Our study had certain limitations. Firstly, the sample size was not sufficient for drawing a meaningful conclusion related to the relationship between the bone defect type and size. Secondly, the setup for the high resolution CBCT was obviously diverting from that of a normal patient acquisition. We realise that this may cause some deviation when transferring the present imaging data and outcome to the clinic situation. However, the high-dose allowed accurate investigation of infra-bony defects which might get impeded due to the presence of implant-related artefacts if a lower dose is applied. Further studies are required to assess the diagnostic accuracy of low-dose CBCT protocols in patients for detecting and classifying peri-implant bone defects. In the midst of these limitations, we provided evidence related to the detection of bone defects which might not be visible on IO radiographs, thereby leading to an inaccurate diagnosis and treatment planning. Although IO radiography is considered as a clinical standard for assessing peri-implant bone defects [41], the importance of CBCT imaging for diagnosis and follow-up should not be ignored for employing timely management of the defect [42, 43]. Further studies should be carried out with patient specific low-dose CBCT protocols to assess their accuracy for peri-implant bone defect diagnosis.

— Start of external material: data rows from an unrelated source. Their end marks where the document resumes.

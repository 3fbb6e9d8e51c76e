use chrono::{Duration, Utc};
use jsonwebtoken::{DecodingKey, EncodingKey, Header, TokenData, Validation, decode, encode};
use secrecy::ExposeSecret;

use crate::{configuration::Jwt, error::Error, model::UserKind};

use super::error::AuthError;

const TOKEN_LIFETIME_HOURS: i64 = 24;

#[derive(serde::Deserialize, serde::Serialize)]
pub struct Claim {
    pub user_id: i64,
    pub kind: UserKind,
    aud: String,
    iss: String,
    exp: usize,
    iat: usize,
}

pub fn encode_jwt(user_id: i64, kind: UserKind, jwt: &Jwt) -> Result<String, Error> {
    let now = Utc::now();
    let exp = (now + Duration::hours(TOKEN_LIFETIME_HOURS)).timestamp() as usize;
    let iat = now.timestamp() as usize;

    let claim = Claim {
        user_id,
        kind,
        aud: jwt.aud.expose_secret().to_string(),
        iss: jwt.iss.expose_secret().to_string(),
        iat,
        exp,
    };

    encode(
        &Header::default(),
        &claim,
        &EncodingKey::from_secret(jwt.secret.expose_secret().as_bytes()),
    )
    .map_err(|e| Error::Auth(AuthError::JwtError(e)))
}

pub fn decode_jwt(jwt_token: &str, jwt: &Jwt) -> Result<TokenData<Claim>, Error> {
    let mut validation = Validation::default();
    validation.set_issuer(&[jwt.iss.expose_secret()]);
    validation.set_audience(&[jwt.aud.expose_secret()]);

    decode::<Claim>(
        jwt_token,
        &DecodingKey::from_secret(jwt.secret.expose_secret().as_bytes()),
        &validation,
    )
    .map_err(|e| Error::Auth(AuthError::JwtError(e)))
}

Also, future studies should pay attention to the implant blooming artefacts that are impacting peri-implant visibility and are influenced by CBCT device and protocol characteristics as well as by implant material and design [44, 45].

Conclusions

The diagnostic accuracy and reliability of CBCT was found to be superior to IO imaging for the detection, classification, and measurement of peri-implant bone defects. The application of CBCT adds substantial information related to the peri-implant bone defect diagnosis and decision-making which cannot be achieved with conventional IO imaging. However, benefit-risk ratio should be kept in mind and CBCT should be acquired for cases where a peri-implant bone defect might influence the implant survival rate.